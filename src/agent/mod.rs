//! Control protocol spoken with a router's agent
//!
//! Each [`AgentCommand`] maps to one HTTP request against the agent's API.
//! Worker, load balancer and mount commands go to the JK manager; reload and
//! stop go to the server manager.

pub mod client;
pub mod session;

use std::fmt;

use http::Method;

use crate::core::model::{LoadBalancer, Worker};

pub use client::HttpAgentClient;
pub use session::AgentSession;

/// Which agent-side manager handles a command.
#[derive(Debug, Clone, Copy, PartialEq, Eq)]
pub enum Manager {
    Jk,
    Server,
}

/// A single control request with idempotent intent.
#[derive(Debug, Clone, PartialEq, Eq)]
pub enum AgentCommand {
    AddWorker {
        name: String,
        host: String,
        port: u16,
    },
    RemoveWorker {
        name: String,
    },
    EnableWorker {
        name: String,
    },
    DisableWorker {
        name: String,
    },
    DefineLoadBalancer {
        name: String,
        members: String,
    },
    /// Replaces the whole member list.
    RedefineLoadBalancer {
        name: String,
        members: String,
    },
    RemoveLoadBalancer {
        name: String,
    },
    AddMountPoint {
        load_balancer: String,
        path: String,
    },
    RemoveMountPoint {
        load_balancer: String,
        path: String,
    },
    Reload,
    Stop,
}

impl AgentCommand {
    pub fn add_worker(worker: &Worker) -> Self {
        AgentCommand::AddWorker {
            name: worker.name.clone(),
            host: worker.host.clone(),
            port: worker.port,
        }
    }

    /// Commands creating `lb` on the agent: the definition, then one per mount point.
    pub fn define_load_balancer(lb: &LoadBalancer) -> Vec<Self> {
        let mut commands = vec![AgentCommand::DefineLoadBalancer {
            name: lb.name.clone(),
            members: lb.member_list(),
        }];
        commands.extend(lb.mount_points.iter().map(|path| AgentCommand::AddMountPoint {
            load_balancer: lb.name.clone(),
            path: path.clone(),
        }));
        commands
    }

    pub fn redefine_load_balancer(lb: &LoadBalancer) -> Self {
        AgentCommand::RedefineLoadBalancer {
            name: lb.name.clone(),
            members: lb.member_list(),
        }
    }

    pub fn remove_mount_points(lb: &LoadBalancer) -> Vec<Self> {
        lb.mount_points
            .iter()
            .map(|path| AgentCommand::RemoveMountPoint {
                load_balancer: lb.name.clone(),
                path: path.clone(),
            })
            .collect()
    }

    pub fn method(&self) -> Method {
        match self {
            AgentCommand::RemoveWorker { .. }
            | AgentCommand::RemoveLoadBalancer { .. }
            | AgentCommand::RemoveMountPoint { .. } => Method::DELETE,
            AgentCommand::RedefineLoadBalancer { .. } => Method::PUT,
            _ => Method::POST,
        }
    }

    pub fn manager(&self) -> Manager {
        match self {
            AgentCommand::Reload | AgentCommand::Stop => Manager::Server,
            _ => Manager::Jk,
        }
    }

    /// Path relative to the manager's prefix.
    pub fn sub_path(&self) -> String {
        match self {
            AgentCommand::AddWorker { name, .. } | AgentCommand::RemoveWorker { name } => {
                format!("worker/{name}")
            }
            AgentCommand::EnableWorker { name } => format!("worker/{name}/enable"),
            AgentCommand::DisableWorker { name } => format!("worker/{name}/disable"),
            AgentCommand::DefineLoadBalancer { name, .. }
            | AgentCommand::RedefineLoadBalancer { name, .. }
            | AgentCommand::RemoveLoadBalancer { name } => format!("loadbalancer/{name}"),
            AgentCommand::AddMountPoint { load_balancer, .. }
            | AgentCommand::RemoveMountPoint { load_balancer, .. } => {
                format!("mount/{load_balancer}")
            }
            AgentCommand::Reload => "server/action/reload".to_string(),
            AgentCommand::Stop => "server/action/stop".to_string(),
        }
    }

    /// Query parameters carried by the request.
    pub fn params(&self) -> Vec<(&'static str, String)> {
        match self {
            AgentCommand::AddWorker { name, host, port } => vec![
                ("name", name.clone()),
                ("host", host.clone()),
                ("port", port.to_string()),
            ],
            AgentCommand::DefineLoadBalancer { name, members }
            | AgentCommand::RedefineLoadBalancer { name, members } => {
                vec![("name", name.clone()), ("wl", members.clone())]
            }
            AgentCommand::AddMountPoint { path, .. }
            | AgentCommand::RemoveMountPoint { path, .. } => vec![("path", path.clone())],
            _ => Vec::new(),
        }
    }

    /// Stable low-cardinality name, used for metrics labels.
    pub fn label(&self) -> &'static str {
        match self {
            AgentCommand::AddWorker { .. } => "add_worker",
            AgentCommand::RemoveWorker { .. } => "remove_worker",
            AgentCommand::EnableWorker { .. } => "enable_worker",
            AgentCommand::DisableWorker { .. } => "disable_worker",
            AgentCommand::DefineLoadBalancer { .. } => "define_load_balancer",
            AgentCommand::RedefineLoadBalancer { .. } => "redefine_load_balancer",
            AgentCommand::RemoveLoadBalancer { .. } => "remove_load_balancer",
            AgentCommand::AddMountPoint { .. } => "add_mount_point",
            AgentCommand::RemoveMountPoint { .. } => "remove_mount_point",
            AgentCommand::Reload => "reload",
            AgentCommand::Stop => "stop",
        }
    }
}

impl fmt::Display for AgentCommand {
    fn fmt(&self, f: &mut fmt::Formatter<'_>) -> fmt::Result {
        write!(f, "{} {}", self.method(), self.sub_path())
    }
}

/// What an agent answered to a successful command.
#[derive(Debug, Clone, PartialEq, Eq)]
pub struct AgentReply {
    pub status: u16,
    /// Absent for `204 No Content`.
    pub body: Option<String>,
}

==

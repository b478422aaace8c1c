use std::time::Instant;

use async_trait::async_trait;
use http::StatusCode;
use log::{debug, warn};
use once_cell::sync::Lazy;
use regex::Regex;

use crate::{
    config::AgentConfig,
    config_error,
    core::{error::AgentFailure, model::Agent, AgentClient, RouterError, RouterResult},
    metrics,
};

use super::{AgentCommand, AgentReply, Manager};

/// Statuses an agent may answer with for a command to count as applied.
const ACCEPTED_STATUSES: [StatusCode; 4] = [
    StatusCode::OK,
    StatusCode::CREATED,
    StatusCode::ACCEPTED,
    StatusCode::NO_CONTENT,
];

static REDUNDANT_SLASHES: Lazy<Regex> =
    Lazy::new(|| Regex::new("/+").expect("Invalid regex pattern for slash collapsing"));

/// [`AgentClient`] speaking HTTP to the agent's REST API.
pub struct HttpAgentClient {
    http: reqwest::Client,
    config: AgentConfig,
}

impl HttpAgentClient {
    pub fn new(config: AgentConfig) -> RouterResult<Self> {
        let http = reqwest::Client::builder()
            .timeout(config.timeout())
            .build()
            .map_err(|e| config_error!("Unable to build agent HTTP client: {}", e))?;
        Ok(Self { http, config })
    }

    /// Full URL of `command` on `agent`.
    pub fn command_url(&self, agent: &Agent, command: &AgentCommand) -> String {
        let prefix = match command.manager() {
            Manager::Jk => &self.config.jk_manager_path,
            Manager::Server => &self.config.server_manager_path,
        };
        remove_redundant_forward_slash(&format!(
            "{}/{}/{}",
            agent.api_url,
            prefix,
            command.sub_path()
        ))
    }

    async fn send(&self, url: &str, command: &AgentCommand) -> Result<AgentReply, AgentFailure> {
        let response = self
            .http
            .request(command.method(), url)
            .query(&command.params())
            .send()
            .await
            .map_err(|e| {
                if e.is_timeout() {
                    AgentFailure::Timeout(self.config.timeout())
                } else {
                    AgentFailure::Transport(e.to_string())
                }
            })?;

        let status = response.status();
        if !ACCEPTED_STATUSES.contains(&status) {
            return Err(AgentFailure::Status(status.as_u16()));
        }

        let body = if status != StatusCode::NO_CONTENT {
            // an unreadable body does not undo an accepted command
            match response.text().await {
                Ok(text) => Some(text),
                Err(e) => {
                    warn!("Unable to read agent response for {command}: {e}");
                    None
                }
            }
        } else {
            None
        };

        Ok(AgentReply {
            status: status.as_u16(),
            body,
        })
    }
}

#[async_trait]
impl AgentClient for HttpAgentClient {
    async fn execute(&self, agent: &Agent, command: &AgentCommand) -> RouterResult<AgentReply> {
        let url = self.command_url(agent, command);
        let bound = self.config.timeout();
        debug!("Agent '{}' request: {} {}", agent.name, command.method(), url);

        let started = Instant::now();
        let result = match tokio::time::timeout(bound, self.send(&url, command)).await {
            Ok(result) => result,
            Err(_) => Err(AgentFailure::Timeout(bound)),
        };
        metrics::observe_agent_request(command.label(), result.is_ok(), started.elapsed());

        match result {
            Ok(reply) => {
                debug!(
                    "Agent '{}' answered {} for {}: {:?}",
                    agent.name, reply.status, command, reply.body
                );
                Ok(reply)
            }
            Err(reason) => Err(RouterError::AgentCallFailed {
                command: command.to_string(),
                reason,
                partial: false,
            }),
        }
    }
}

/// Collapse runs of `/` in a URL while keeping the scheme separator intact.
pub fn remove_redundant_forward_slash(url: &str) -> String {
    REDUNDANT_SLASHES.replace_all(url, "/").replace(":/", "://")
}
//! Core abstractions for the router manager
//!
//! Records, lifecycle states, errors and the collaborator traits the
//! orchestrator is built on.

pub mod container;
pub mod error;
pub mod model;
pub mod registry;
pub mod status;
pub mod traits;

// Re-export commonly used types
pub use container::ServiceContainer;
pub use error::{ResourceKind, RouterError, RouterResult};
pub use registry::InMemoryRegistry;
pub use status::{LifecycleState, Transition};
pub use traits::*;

## [The task]
Which lines above hold the string "Regex"? Please copy all of them.

## [Result of the exercise]
use regex::Regex;
static REDUNDANT_SLASHES: Lazy<Regex> =
    Lazy::new(|| Regex::new("/+").expect("Invalid regex pattern for slash collapsing"));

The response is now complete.